*What you are asked to do:* Which lines of the entries below run from the one holding "corrupt files ────────────────────────────────────" to the one holding "let identity = john_doe();", inclusive? Set down exactly those lines and no others.

Stored data
##############################

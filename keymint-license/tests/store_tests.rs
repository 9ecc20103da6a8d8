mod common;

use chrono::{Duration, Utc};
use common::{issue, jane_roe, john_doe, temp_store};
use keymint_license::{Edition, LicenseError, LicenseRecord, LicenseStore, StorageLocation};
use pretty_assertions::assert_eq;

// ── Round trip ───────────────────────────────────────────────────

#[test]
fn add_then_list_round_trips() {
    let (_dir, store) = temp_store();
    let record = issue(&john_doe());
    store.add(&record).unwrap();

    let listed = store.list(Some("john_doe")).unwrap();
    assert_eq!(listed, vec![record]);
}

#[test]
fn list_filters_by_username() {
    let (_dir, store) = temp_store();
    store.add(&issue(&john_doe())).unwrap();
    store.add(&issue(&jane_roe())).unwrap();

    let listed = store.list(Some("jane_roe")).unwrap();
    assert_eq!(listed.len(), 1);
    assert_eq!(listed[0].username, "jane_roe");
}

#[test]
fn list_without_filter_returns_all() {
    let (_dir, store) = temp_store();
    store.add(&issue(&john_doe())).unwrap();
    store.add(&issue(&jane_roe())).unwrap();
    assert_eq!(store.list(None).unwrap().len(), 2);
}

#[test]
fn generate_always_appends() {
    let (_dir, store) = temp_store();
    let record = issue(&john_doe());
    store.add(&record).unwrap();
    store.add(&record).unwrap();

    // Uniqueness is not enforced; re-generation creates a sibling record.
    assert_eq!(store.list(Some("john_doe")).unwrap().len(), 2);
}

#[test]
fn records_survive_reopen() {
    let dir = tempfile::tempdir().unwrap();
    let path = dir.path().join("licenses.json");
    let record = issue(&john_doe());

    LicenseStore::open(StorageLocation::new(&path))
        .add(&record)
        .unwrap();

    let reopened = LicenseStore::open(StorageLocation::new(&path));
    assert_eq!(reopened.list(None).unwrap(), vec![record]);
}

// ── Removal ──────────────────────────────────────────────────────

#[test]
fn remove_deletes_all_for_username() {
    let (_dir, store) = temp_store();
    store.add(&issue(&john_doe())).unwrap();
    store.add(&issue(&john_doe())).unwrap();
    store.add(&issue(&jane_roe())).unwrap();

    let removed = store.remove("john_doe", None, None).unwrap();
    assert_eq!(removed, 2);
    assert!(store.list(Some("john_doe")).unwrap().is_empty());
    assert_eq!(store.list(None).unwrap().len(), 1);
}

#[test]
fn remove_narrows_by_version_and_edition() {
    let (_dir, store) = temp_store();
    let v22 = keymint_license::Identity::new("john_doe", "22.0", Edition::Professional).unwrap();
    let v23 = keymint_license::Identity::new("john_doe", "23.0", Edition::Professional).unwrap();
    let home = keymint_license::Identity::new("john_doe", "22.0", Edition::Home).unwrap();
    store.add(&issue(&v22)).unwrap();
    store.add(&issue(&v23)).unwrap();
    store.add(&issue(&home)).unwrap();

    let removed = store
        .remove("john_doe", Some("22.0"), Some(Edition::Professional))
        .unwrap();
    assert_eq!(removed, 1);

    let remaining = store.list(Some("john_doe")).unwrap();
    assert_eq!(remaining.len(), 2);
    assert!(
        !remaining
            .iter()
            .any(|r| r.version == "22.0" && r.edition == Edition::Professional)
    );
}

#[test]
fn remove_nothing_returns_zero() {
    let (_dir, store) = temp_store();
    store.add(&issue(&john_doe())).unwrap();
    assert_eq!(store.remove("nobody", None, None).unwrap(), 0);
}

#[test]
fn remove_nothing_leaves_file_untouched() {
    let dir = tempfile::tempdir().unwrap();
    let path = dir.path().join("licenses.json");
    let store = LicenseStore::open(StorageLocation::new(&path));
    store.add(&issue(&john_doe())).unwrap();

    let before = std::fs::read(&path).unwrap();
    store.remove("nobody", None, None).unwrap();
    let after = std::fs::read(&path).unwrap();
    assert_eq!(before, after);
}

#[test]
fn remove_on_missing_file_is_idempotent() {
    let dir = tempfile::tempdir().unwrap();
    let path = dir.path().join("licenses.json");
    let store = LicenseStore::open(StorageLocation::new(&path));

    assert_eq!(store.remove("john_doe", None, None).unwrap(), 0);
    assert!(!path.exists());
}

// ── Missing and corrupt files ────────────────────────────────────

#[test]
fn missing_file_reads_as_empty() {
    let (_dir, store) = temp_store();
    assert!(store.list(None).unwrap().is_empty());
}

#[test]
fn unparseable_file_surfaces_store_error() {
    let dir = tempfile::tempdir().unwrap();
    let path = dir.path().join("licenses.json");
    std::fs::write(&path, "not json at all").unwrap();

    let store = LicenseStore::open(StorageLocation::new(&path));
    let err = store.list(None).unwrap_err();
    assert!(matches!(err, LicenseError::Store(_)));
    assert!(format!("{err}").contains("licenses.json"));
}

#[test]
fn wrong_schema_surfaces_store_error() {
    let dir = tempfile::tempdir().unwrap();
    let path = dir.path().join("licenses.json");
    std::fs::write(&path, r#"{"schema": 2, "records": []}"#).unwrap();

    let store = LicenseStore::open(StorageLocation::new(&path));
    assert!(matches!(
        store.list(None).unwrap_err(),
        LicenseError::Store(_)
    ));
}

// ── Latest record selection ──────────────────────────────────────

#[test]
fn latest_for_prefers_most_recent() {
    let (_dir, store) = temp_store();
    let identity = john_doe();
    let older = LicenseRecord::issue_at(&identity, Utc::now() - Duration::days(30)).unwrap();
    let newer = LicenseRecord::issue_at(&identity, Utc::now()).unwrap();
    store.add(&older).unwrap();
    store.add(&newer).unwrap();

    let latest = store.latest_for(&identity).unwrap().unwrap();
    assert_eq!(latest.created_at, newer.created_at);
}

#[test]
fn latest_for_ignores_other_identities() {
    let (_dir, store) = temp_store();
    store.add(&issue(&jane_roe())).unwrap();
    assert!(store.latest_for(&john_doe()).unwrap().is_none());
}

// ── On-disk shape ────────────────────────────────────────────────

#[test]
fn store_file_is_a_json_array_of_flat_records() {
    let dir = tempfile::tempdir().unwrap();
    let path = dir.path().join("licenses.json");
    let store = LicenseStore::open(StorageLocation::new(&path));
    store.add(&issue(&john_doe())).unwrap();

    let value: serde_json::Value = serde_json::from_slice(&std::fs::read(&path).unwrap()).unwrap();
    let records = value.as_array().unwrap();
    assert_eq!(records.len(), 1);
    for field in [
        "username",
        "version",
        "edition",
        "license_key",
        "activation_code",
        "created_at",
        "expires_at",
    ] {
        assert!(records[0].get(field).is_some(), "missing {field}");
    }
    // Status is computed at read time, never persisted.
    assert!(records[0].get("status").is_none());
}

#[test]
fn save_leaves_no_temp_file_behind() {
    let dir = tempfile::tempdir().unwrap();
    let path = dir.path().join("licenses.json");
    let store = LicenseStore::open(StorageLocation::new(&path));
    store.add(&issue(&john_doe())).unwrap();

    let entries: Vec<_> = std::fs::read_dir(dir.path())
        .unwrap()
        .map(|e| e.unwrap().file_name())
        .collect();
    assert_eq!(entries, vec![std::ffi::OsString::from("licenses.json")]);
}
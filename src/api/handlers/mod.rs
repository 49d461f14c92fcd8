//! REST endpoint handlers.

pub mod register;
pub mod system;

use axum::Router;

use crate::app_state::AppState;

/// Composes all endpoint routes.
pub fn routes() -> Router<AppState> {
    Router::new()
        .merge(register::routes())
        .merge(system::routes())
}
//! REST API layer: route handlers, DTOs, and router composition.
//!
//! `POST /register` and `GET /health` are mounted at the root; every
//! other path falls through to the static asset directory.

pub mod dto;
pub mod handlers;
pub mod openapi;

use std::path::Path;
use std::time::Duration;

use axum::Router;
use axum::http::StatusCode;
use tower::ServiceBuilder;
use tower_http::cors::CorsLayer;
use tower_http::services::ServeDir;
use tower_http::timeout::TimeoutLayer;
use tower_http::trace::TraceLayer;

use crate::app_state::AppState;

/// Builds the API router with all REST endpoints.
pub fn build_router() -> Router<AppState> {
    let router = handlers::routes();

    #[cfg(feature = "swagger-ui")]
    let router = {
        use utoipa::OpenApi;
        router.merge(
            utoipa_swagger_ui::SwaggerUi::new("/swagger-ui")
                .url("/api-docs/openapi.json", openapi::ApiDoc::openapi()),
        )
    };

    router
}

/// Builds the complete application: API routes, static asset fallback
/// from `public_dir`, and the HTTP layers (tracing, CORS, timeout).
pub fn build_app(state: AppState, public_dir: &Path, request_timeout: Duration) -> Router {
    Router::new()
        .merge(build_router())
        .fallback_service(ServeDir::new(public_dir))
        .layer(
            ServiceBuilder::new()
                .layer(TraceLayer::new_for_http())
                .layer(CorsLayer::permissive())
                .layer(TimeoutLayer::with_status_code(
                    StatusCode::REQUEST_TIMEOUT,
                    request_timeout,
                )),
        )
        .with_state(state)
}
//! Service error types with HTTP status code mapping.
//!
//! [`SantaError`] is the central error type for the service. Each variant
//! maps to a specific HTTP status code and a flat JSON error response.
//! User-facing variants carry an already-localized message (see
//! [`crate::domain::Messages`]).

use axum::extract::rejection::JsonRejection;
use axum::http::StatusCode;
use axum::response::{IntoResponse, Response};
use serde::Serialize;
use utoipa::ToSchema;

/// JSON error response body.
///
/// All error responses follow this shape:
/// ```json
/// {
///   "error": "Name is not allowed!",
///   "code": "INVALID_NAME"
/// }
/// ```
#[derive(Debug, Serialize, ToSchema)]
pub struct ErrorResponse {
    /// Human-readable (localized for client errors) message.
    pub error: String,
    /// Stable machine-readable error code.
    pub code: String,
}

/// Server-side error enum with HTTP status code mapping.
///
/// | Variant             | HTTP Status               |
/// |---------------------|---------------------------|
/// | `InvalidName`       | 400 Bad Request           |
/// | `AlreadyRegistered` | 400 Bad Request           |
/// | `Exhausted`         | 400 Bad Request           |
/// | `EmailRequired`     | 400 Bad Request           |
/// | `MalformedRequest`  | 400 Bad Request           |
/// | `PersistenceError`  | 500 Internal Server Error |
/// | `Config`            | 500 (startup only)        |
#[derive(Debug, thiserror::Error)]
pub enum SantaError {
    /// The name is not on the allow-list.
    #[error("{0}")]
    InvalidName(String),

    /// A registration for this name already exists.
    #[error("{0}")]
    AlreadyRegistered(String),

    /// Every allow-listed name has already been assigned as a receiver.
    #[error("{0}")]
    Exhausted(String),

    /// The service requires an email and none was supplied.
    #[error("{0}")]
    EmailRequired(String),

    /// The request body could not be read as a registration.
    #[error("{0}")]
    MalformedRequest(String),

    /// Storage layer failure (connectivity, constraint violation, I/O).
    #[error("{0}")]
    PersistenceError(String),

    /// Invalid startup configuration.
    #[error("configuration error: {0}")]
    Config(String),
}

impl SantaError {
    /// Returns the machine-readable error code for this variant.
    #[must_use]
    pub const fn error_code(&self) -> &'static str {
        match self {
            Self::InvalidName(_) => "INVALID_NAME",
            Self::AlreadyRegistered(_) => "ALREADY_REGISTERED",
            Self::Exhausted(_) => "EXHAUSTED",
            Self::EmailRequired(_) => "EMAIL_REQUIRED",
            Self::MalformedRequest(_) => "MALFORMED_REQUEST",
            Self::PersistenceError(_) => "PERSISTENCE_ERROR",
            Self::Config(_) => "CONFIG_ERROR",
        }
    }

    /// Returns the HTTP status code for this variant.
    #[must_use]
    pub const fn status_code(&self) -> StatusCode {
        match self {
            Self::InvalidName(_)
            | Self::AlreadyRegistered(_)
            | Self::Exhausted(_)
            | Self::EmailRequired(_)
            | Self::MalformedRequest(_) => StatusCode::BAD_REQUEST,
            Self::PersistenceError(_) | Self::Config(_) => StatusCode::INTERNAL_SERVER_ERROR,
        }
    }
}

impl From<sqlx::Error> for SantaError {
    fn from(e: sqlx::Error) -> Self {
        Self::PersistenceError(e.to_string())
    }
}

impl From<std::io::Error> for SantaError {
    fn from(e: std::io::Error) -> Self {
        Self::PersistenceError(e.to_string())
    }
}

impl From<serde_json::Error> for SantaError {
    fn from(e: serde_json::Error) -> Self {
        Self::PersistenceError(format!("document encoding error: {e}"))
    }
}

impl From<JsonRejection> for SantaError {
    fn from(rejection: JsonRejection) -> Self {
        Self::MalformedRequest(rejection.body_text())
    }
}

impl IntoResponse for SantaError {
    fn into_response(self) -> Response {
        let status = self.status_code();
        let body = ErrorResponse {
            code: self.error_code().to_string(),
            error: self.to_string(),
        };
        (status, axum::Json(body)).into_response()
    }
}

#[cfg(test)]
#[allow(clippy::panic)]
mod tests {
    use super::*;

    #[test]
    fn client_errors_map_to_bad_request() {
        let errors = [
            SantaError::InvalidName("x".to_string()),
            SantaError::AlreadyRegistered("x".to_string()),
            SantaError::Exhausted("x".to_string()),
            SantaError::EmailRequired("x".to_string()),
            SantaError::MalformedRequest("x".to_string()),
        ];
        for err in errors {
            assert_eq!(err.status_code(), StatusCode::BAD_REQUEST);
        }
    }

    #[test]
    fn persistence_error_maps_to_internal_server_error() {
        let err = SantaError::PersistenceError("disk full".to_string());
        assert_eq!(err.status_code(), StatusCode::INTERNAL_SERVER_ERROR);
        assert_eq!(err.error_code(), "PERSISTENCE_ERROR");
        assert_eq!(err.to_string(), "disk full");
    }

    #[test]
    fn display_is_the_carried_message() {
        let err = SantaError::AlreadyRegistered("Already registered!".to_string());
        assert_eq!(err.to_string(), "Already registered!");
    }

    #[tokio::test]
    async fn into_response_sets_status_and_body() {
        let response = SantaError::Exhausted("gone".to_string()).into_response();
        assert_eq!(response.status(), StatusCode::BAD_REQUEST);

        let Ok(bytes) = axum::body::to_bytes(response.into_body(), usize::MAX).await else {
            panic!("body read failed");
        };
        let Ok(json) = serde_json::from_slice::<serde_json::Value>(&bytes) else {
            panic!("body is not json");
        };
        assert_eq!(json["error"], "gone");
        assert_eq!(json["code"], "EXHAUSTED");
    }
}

##############################

*Response to this task:*
// ── Missing and corrupt files ────────────────────────────────────

#[test]
fn missing_file_reads_as_empty() {
    let (_dir, store) = temp_store();
    assert!(store.list(None).unwrap().is_empty());
}

#[test]
fn unparseable_file_surfaces_store_error() {
    let dir = tempfile::tempdir().unwrap();
    let path = dir.path().join("licenses.json");
    std::fs::write(&path, "not json at all").unwrap();

    let store = LicenseStore::open(StorageLocation::new(&path));
    let err = store.list(None).unwrap_err();
    assert!(matches!(err, LicenseError::Store(_)));
    assert!(format!("{err}").contains("licenses.json"));
}

#[test]
fn wrong_schema_surfaces_store_error() {
    let dir = tempfile::tempdir().unwrap();
    let path = dir.path().join("licenses.json");
    std::fs::write(&path, r#"{"schema": 2, "records": []}"#).unwrap();

    let store = LicenseStore::open(StorageLocation::new(&path));
    assert!(matches!(
        store.list(None).unwrap_err(),
        LicenseError::Store(_)
    ));
}

// ── Latest record selection ──────────────────────────────────────

#[test]
fn latest_for_prefers_most_recent() {
    let (_dir, store) = temp_store();
    let identity = john_doe();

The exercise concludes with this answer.